Make an exact copy of all the records.

LISTED ENTRIES.
▶

use std::collections::HashMap;
use std::fmt;
use std::future::Future;
use std::path::Path;
use std::pin::Pin;

use serde::Deserialize;

/// Wrapper for sensitive strings with redacted Debug/Display.
#[derive(Clone, Deserialize)]
#[serde(transparent)]
pub struct Secret(String);

impl Secret {
    pub fn new(s: impl Into<String>) -> Self {
        Self(s.into())
    }

    #[must_use]
    pub fn expose(&self) -> &str {
        &self.0
    }
}

impl fmt::Debug for Secret {
    fn fmt(&self, f: &mut fmt::Formatter<'_>) -> fmt::Result {
        f.write_str("[REDACTED]")
    }
}

impl fmt::Display for Secret {
    fn fmt(&self, f: &mut fmt::Formatter<'_>) -> fmt::Result {
        f.write_str("[REDACTED]")
    }
}

/// Pluggable secret retrieval backend.
pub trait VaultProvider: Send + Sync {
    fn get_secret(
        &self,
        key: &str,
    ) -> Pin<Box<dyn Future<Output = anyhow::Result<Option<String>>> + Send + '_>>;
}

/// Reads secrets from the process environment, falling back to values from a
/// `.env` file. A variable set in the environment always wins.
#[derive(Default)]
pub struct EnvVaultProvider {
    dotenv: HashMap<String, String>,
}

impl fmt::Debug for EnvVaultProvider {
    fn fmt(&self, f: &mut fmt::Formatter<'_>) -> fmt::Result {
        f.debug_struct("EnvVaultProvider")
            .field("dotenv", &format_args!("[{} entries]", self.dotenv.len()))
            .finish()
    }
}

impl EnvVaultProvider {
    /// Also consult `path` (usually `.env` in the working directory). A missing
    /// file is not an error.
    ///
    /// # Errors
    ///
    /// Returns an error if the file exists but cannot be read.
    pub fn with_dotenv(path: &Path) -> anyhow::Result<Self> {
        let dotenv = match std::fs::read_to_string(path) {
            Ok(content) => {
                let entries = parse_dotenv(&content);
                tracing::debug!(path = %path.display(), entries = entries.len(), "loaded dotenv file");
                entries
            }
            Err(e) if e.kind() == std::io::ErrorKind::NotFound => HashMap::new(),
            Err(e) => {
                return Err(anyhow::Error::new(e).context(format!("failed to read {}", path.display())));
            }
        };
        Ok(Self { dotenv })
    }
}

impl VaultProvider for EnvVaultProvider {
    fn get_secret(
        &self,
        key: &str,
    ) -> Pin<Box<dyn Future<Output = anyhow::Result<Option<String>>> + Send + '_>> {
        let value = std::env::var(key)
            .ok()
            .or_else(|| self.dotenv.get(key).cloned());
        Box::pin(async move { Ok(value) })
    }
}

/// Parse `KEY=value` lines. Blank lines and `#` comments are skipped, an
/// optional `export ` prefix is accepted and matching surrounding quotes are
/// removed.
fn parse_dotenv(content: &str) -> HashMap<String, String> {
    content
        .lines()
        .map(str::trim)
        .filter(|l| !l.is_empty() && !l.starts_with('#'))
        .filter_map(|line| {
            let line = line.strip_prefix("export ").unwrap_or(line);
            let (key, value) = line.split_once('=')?;
            let key = key.trim();
            if key.is_empty() {
                return None;
            }
            let value = value.trim();
            let value = ['"', '\'']
                .iter()
                .find_map(|q| value.strip_prefix(*q)?.strip_suffix(*q))
                .unwrap_or(value);
            Some((key.to_owned(), value.to_owned()))
        })
        .collect()
}

/// Test helper with HashMap-based secret storage.
#[cfg(test)]
#[derive(Default)]
pub struct MockVaultProvider {
    secrets: HashMap<String, String>,
}

#[cfg(test)]
impl MockVaultProvider {
    #[must_use]
    pub fn new() -> Self {
        Self::default()
    }

    #[must_use]
    pub fn with_secret(mut self, key: &str, value: &str) -> Self {
        self.secrets.insert(key.to_owned(), value.to_owned());
        self
    }
}

#[cfg(test)]
impl VaultProvider for MockVaultProvider {
    fn get_secret(
        &self,
        key: &str,
    ) -> Pin<Box<dyn Future<Output = anyhow::Result<Option<String>>> + Send + '_>> {
        let result = self.secrets.get(key).cloned();
        Box::pin(async move { Ok(result) })
    }
}

#[cfg(test)]
mod tests {
    use serial_test::serial;

    use super::*;

    #[test]
    fn secret_expose_returns_inner() {
        let secret = Secret::new("my-api-key");
        assert_eq!(secret.expose(), "my-api-key");
    }

    #[test]
    fn secret_debug_and_display_are_redacted() {
        let secret = Secret::new("my-api-key");
        assert_eq!(format!("{secret:?}"), "[REDACTED]");
        assert_eq!(format!("{secret}"), "[REDACTED]");
    }

    #[test]
    fn parse_dotenv_lines() {
        let parsed = parse_dotenv(
            "# keys\nGOOGLE_API_KEY=abc\nexport GROQ_API_KEY=\"gsk 1\"\n\nBROKEN\nQUOTED='x'\n=nokey\n",
        );
        assert_eq!(parsed.get("GOOGLE_API_KEY").unwrap(), "abc");
        assert_eq!(parsed.get("GROQ_API_KEY").unwrap(), "gsk 1");
        assert_eq!(parsed.get("QUOTED").unwrap(), "x");
        assert_eq!(parsed.len(), 3);
    }

    #[tokio::test]
    #[serial]
    async fn env_wins_over_dotenv() {
        let key = "LAWONTIP_TEST_VAULT_PRECEDENCE";
        let dir = tempfile::tempdir().unwrap();
        let file = dir.path().join(".env");
        std::fs::write(&file, format!("{key}=from-file\nLAWONTIP_TEST_VAULT_FILE_ONLY=file\n")).unwrap();

        unsafe { std::env::set_var(key, "from-env") };
        let vault = EnvVaultProvider::with_dotenv(&file).unwrap();
        let from_env = vault.get_secret(key).await.unwrap();
        let file_only = vault.get_secret("LAWONTIP_TEST_VAULT_FILE_ONLY").await.unwrap();
        unsafe { std::env::remove_var(key) };

        assert_eq!(from_env.as_deref(), Some("from-env"));
        assert_eq!(file_only.as_deref(), Some("file"));
    }

    #[tokio::test]
    async fn missing_dotenv_is_ignored() {
        let dir = tempfile::tempdir().unwrap();
        let vault = EnvVaultProvider::with_dotenv(&dir.path().join(".env")).unwrap();
        let result = vault
            .get_secret("LAWONTIP_TEST_VAULT_DEFINITELY_UNSET")
            .await
            .unwrap();
        assert!(result.is_none());
    }

    #[tokio::test]
    async fn mock_vault_returns_configured_secret() {
        let vault = MockVaultProvider::new().with_secret("GROQ_API_KEY", "gsk");
        assert_eq!(
            vault.get_secret("GROQ_API_KEY").await.unwrap().as_deref(),
            Some("gsk")
        );
    }
}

◀

THE ANSWER.
use std::collections::HashMap;
use std::fmt;
use std::future::Future;
use std::path::Path;
use std::pin::Pin;

use serde::Deserialize;

/// Wrapper for sensitive strings with redacted Debug/Display.
#[derive(Clone, Deserialize)]
#[serde(transparent)]
pub struct Secret(String);

impl Secret {
    pub fn new(s: impl Into<String>) -> Self {
        Self(s.into())
    }

    #[must_use]
    pub fn expose(&self) -> &str {
        &self.0
    }
}

impl fmt::Debug for Secret {
    fn fmt(&self, f: &mut fmt::Formatter<'_>) -> fmt::Result {
        f.write_str("[REDACTED]")
    }
}

impl fmt::Display for Secret {
    fn fmt(&self, f: &mut fmt::Formatter<'_>) -> fmt::Result {
        f.write_str("[REDACTED]")
    }
}

/// Pluggable secret retrieval backend.
pub trait VaultProvider: Send + Sync {
    fn get_secret(
        &self,
        key: &str,
    ) -> Pin<Box<dyn Future<Output = anyhow::Result<Option<String>>> + Send + '_>>;
}

/// Reads secrets from the process environment, falling back to values from a
/// `.env` file. A variable set in the environment always wins.
#[derive(Default)]
pub struct EnvVaultProvider {
    dotenv: HashMap<String, String>,
}

impl fmt::Debug for EnvVaultProvider {
    fn fmt(&self, f: &mut fmt::Formatter<'_>) -> fmt::Result {
        f.debug_struct("EnvVaultProvider")
            .field("dotenv", &format_args!("[{} entries]", self.dotenv.len()))
            .finish()
    }
}

impl EnvVaultProvider {
    /// Also consult `path` (usually `.env` in the working directory). A missing
    /// file is not an error.
    ///
    /// # Errors
    ///
    /// Returns an error if the file exists but cannot be read.
    pub fn with_dotenv(path: &Path) -> anyhow::Result<Self> {
        let dotenv = match std::fs::read_to_string(path) {
            Ok(content) => {
                let entries = parse_dotenv(&content);
                tracing::debug!(path = %path.display(), entries = entries.len(), "loaded dotenv file");
                entries
            }
            Err(e) if e.kind() == std::io::ErrorKind::NotFound => HashMap::new(),
            Err(e) => {
                return Err(anyhow::Error::new(e).context(format!("failed to read {}", path.display())));
            }
        };
        Ok(Self { dotenv })
    }
}

impl VaultProvider for EnvVaultProvider {
    fn get_secret(
        &self,
        key: &str,
    ) -> Pin<Box<dyn Future<Output = anyhow::Result<Option<String>>> + Send + '_>> {
        let value = std::env::var(key)
            .ok()
            .or_else(|| self.dotenv.get(key).cloned());
        Box::pin(async move { Ok(value) })
    }
}

/// Parse `KEY=value` lines. Blank lines and `#` comments are skipped, an
/// optional `export ` prefix is accepted and matching surrounding quotes are
/// removed.
fn parse_dotenv(content: &str) -> HashMap<String, String> {
    content
        .lines()
        .map(str::trim)
        .filter(|l| !l.is_empty() && !l.starts_with('#'))
        .filter_map(|line| {
            let line = line.strip_prefix("export ").unwrap_or(line);
            let (key, value) = line.split_once('=')?;
            let key = key.trim();
            if key.is_empty() {
                return None;
            }
            let value = value.trim();
            let value = ['"', '\'']
                .iter()
                .find_map(|q| value.strip_prefix(*q)?.strip_suffix(*q))
                .unwrap_or(value);
            Some((key.to_owned(), value.to_owned()))
        })
        .collect()
}

/// Test helper with HashMap-based secret storage.
#[cfg(test)]
#[derive(Default)]
pub struct MockVaultProvider {
    secrets: HashMap<String, String>,
}

#[cfg(test)]
impl MockVaultProvider {
    #[must_use]
    pub fn new() -> Self {
        Self::default()
    }

    #[must_use]
    pub fn with_secret(mut self, key: &str, value: &str) -> Self {
        self.secrets.insert(key.to_owned(), value.to_owned());
        self
    }
}

#[cfg(test)]
impl VaultProvider for MockVaultProvider {
    fn get_secret(
        &self,
        key: &str,
    ) -> Pin<Box<dyn Future<Output = anyhow::Result<Option<String>>> + Send + '_>> {
        let result = self.secrets.get(key).cloned();
        Box::pin(async move { Ok(result) })
    }
}

#[cfg(test)]
mod tests {
    use serial_test::serial;

    use super::*;

    #[test]
    fn secret_expose_returns_inner() {
        let secret = Secret::new("my-api-key");
        assert_eq!(secret.expose(), "my-api-key");
    }

    #[test]
    fn secret_debug_and_display_are_redacted() {
        let secret = Secret::new("my-api-key");
        assert_eq!(format!("{secret:?}"), "[REDACTED]");
        assert_eq!(format!("{secret}"), "[REDACTED]");
    }

    #[test]
    fn parse_dotenv_lines() {
        let parsed = parse_dotenv(
            "# keys\nGOOGLE_API_KEY=abc\nexport GROQ_API_KEY=\"gsk 1\"\n\nBROKEN\nQUOTED='x'\n=nokey\n",
        );
        assert_eq!(parsed.get("GOOGLE_API_KEY").unwrap(), "abc");
        assert_eq!(parsed.get("GROQ_API_KEY").unwrap(), "gsk 1");
        assert_eq!(parsed.get("QUOTED").unwrap(), "x");
        assert_eq!(parsed.len(), 3);
    }

    #[tokio::test]
    #[serial]
    async fn env_wins_over_dotenv() {
        let key = "LAWONTIP_TEST_VAULT_PRECEDENCE";
        let dir = tempfile::tempdir().unwrap();
        let file = dir.path().join(".env");
        std::fs::write(&file, format!("{key}=from-file\nLAWONTIP_TEST_VAULT_FILE_ONLY=file\n")).unwrap();

        unsafe { std::env::set_var(key, "from-env") };
        let vault = EnvVaultProvider::with_dotenv(&file).unwrap();
        let from_env = vault.get_secret(key).await.unwrap();
        let file_only = vault.get_secret("LAWONTIP_TEST_VAULT_FILE_ONLY").await.unwrap();
        unsafe { std::env::remove_var(key) };

        assert_eq!(from_env.as_deref(), Some("from-env"));
        assert_eq!(file_only.as_deref(), Some("file"));
    }

    #[tokio::test]
    async fn missing_dotenv_is_ignored() {
        let dir = tempfile::tempdir().unwrap();
        let vault = EnvVaultProvider::with_dotenv(&dir.path().join(".env")).unwrap();
        let result = vault
            .get_secret("LAWONTIP_TEST_VAULT_DEFINITELY_UNSET")
            .await
            .unwrap();
        assert!(result.is_none());
    }

    #[tokio::test]
    async fn mock_vault_returns_configured_secret() {
        let vault = MockVaultProvider::new().with_secret("GROQ_API_KEY", "gsk");
        assert_eq!(
            vault.get_secret("GROQ_API_KEY").await.unwrap().as_deref(),
            Some("gsk")
        );
    }
}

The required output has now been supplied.